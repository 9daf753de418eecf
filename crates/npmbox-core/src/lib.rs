#![deny(clippy::all)]
#![warn(clippy::pedantic)]
#![allow(clippy::module_name_repetitions)]
#![allow(clippy::missing_errors_doc)]

//! Programmatic front-end for the npm CLI.
//!
//! Every operation spawns `npm` as a subprocess of a preconfigured node
//! executable, inside an environment isolated from the ambient process's npm
//! settings: private cache directory, fixed registry, global installs and
//! auditing disabled. Captured JSON/text output is decoded into typed
//! results; failures surface the subprocess's stderr.
//!
//! Paths to node, npm, the project root, and the registry URL are supplied
//! by the caller via [`NpmConfig`] — this crate performs no discovery.

pub mod config;
pub mod env;
pub mod error;
pub mod exec;
pub mod pkg;

pub use config::NpmConfig;
pub use env::OutputMode;
pub use error::Error;
pub use exec::{NpmClient, Outcome};
pub use pkg::Package;

/// Convenience alias used throughout the crate.
pub type Result<T> = std::result::Result<T, Error>;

* YOUR ASSIGNMENT *
When you copy the data, keep every line word for word.

* SOLUTION FOR THIS EXERCISE *
repository 9daf753de418eecf
filename crates/npmbox-core/src/lib.rs
#![deny(clippy::all)]
#![warn(clippy::pedantic)]
#![allow(clippy::module_name_repetitions)]
#![allow(clippy::missing_errors_doc)]

//! Programmatic front-end for the npm CLI.
//!
//! Every operation spawns `npm` as a subprocess of a preconfigured node
//! executable, inside an environment isolated from the ambient process's npm
//! settings: private cache directory, fixed registry, global installs and
//! auditing disabled. Captured JSON/text output is decoded into typed
//! results; failures surface the subprocess's stderr.
//!
//! Paths to node, npm, the project root, and the registry URL are supplied
//! by the caller via [`NpmConfig`] — this crate performs no discovery.

pub mod config;
pub mod env;
pub mod error;
pub mod exec;
pub mod pkg;

pub use config::NpmConfig;
pub use env::OutputMode;
pub use error::Error;
pub use exec::{NpmClient, Outcome};
pub use pkg::Package;

/// Convenience alias used throughout the crate.
pub type Result<T> = std::result::Result<T, Error>;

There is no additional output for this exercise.